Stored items
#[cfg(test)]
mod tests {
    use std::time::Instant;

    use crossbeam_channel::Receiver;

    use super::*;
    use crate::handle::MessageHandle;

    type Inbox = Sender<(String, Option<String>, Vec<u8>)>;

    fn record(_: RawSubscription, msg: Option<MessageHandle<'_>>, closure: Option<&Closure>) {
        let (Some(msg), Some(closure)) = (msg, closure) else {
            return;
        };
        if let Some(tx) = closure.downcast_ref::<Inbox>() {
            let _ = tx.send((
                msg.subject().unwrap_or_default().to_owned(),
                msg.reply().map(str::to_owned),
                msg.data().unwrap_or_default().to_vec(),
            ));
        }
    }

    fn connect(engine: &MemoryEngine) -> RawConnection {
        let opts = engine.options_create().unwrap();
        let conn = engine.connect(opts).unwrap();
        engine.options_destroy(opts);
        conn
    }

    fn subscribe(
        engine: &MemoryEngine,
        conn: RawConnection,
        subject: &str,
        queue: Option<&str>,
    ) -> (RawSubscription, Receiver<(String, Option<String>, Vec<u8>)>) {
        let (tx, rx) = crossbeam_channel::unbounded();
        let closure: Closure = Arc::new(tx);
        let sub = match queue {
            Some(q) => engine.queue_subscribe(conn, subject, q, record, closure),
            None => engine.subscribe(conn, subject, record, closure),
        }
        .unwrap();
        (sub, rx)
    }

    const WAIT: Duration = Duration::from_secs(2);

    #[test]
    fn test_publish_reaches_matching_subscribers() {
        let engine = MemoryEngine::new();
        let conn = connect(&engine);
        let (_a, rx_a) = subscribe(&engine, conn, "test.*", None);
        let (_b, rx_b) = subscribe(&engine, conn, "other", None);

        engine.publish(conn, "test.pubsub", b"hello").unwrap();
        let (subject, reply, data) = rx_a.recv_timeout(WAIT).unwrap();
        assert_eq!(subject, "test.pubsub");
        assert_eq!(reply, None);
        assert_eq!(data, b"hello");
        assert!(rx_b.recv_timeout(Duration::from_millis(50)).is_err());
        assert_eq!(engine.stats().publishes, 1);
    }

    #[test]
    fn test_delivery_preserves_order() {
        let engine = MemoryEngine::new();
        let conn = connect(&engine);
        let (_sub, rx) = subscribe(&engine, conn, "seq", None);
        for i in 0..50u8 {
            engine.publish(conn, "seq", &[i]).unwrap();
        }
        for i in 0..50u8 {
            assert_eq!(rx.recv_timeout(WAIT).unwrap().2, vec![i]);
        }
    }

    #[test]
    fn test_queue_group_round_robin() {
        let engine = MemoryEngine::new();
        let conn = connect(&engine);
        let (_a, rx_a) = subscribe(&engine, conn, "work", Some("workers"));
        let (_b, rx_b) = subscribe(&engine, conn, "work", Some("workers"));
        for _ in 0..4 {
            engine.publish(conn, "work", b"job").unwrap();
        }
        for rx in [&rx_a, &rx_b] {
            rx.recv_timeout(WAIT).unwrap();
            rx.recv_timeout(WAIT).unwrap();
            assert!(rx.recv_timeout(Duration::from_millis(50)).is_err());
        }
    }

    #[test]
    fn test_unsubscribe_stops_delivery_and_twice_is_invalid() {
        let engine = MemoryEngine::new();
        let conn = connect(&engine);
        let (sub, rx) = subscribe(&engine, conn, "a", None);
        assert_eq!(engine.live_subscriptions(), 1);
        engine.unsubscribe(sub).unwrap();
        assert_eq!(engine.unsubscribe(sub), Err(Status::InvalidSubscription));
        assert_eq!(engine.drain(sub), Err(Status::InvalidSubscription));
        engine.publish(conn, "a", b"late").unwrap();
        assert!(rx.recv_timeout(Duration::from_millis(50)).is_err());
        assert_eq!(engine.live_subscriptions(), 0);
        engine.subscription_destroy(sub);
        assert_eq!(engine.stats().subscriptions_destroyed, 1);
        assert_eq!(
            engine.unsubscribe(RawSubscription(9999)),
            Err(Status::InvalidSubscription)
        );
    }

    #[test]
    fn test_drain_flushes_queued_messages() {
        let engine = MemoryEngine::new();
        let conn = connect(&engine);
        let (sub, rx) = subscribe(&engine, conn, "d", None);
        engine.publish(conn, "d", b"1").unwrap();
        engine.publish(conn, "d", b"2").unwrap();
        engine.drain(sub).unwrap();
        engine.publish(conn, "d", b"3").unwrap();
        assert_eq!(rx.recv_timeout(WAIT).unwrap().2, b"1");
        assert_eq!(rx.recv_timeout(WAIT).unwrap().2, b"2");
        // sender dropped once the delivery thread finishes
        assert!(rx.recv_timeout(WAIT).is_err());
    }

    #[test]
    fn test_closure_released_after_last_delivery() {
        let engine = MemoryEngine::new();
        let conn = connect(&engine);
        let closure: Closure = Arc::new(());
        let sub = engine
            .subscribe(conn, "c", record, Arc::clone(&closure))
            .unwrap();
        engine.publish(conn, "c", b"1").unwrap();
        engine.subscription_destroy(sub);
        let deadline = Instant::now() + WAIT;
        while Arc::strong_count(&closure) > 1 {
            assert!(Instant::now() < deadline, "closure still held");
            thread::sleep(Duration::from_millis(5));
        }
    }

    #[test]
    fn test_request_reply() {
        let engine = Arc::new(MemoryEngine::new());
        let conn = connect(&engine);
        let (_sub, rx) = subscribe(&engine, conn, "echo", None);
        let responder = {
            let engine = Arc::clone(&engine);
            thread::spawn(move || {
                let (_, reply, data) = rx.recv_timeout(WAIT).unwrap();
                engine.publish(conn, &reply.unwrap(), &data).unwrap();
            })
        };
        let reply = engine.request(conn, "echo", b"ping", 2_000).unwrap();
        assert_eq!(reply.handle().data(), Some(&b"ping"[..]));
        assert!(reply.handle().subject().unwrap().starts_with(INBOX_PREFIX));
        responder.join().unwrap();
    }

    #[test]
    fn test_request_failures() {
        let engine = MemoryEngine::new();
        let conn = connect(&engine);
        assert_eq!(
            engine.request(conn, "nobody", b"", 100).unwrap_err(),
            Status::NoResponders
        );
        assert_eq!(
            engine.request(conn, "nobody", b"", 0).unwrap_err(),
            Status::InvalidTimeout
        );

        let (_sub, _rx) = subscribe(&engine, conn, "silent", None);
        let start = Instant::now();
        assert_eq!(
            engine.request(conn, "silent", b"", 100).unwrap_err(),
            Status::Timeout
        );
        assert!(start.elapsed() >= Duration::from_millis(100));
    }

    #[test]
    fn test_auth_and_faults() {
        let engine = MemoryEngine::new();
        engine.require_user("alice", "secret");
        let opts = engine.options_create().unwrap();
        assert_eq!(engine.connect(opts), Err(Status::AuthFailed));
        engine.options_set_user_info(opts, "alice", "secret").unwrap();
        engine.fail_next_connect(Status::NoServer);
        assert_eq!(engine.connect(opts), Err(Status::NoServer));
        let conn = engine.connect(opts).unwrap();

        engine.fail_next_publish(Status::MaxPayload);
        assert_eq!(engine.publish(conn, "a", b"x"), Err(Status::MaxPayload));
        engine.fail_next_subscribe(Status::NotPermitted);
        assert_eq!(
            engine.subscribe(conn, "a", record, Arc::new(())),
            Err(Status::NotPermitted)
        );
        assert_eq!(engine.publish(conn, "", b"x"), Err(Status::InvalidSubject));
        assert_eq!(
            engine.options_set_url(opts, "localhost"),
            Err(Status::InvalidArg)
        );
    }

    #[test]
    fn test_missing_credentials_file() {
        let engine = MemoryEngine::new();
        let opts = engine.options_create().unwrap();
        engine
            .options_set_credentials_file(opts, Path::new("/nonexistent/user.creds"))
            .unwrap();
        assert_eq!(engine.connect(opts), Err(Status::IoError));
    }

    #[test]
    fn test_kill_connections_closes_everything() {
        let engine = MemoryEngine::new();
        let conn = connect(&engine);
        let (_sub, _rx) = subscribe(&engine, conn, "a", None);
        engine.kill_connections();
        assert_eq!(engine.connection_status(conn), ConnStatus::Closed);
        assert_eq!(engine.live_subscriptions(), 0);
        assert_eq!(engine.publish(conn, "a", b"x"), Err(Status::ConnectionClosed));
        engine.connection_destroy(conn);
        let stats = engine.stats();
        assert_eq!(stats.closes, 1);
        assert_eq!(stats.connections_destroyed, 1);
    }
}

The problem. Where does "Instant" appear in the records above? Copy every line that has it.

Solved exercise.
    use std::time::Instant;
        let deadline = Instant::now() + WAIT;
            assert!(Instant::now() < deadline, "closure still held");
        let start = Instant::now();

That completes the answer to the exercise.